Annemiek A. van der Eijk, M.D., Ph.D., of the Erasmus Medical Center in Rotterdam, Netherlands, and colleagues present the case of a 31-year-old Dutch woman who lost her baby at 11 weeks’ gestation, after contracting Zika on a trip to the South American country of Suriname. Suriname borders Brazil, which has been hit hard by thousands of cases of Zika-linked microcephaly.
The team describes how the pregnant woman became ill with headache, joint pain, and rash the day after she returned to the Netherlands after more than three weeks in Suriname. She recovered after six days. But, about two weeks after her symptoms first emerged, doctors found no fetal heartbeat when the woman went in for a routine ultrasound.
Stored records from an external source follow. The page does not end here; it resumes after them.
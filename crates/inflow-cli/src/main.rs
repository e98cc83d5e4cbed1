//! Inflow CLI - Account aggregation and spending analysis
//!
//! Usage:
//!   inflow init                      Initialize database
//!   inflow link --provider plaid --access-token ...   Link a provider
//!   inflow sync --days 30            Pull accounts and transactions
//!   inflow analyze --days 90         Spending insights for a window
//!   inflow recurring                 Detected recurring charges

mod cli;
mod commands;

use anyhow::Result;
use clap::Parser;
use tracing_subscriber::{fmt, prelude::*, EnvFilter};

use cli::*;

#[tokio::main]
async fn main() -> Result<()> {
    let cli = Cli::parse();

    // Set up logging
    // Priority: RUST_LOG env var > --verbose flag > default (info)
    let filter = if std::env::var("RUST_LOG").is_ok() {
        EnvFilter::from_default_env()
    } else if cli.verbose {
        EnvFilter::new("debug")
    } else {
        EnvFilter::new("info")
    };

    tracing_subscriber::registry()
        .with(filter)
        .with(fmt::layer().with_target(false).compact())
        .init();

    match cli.command {
        Commands::Init => commands::cmd_init(&cli.db, cli.no_encrypt),
        Commands::Link {
            org,
            provider,
            access_token,
            refresh_token,
            expires_in,
        } => commands::cmd_link(
            &cli.db,
            cli.no_encrypt,
            org,
            &provider,
            access_token,
            refresh_token,
            expires_in,
        ),
        Commands::Sync { org, days } => {
            commands::cmd_sync(&cli.db, cli.no_encrypt, org, days).await
        }
        Commands::Analyze { org, days, json } => {
            commands::cmd_analyze(&cli.db, cli.no_encrypt, org, days, json)
        }
        Commands::Recurring { org, days } => {
            commands::cmd_recurring(&cli.db, cli.no_encrypt, org, days)
        }
        Commands::Feedback {
            fingerprint,
            splits,
            kind,
        } => commands::cmd_feedback(&cli.db, cli.no_encrypt, &fingerprint, &splits, &kind),
        Commands::Status { org } => commands::cmd_status(&cli.db, cli.no_encrypt, org),
    }
}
Traces of Zika virus were found in amniotic fluid, placental tissue, and in the mother’s urine and blood, van der Eijk’s team noted. The virus was also found in fetal stem cells, suggesting that Zika “replicates in pluripotent (amniotic stem) cells involved in early-stage embryo development,” the researchers explained. Traces of Zika virus in blood and fetal tissue were found for at least 21 days, suggesting that the window for testing a pregnant woman for the virus may need to be expanded. The current testing window set by the U.S. Centers for Disease Control and Prevention is 14 days.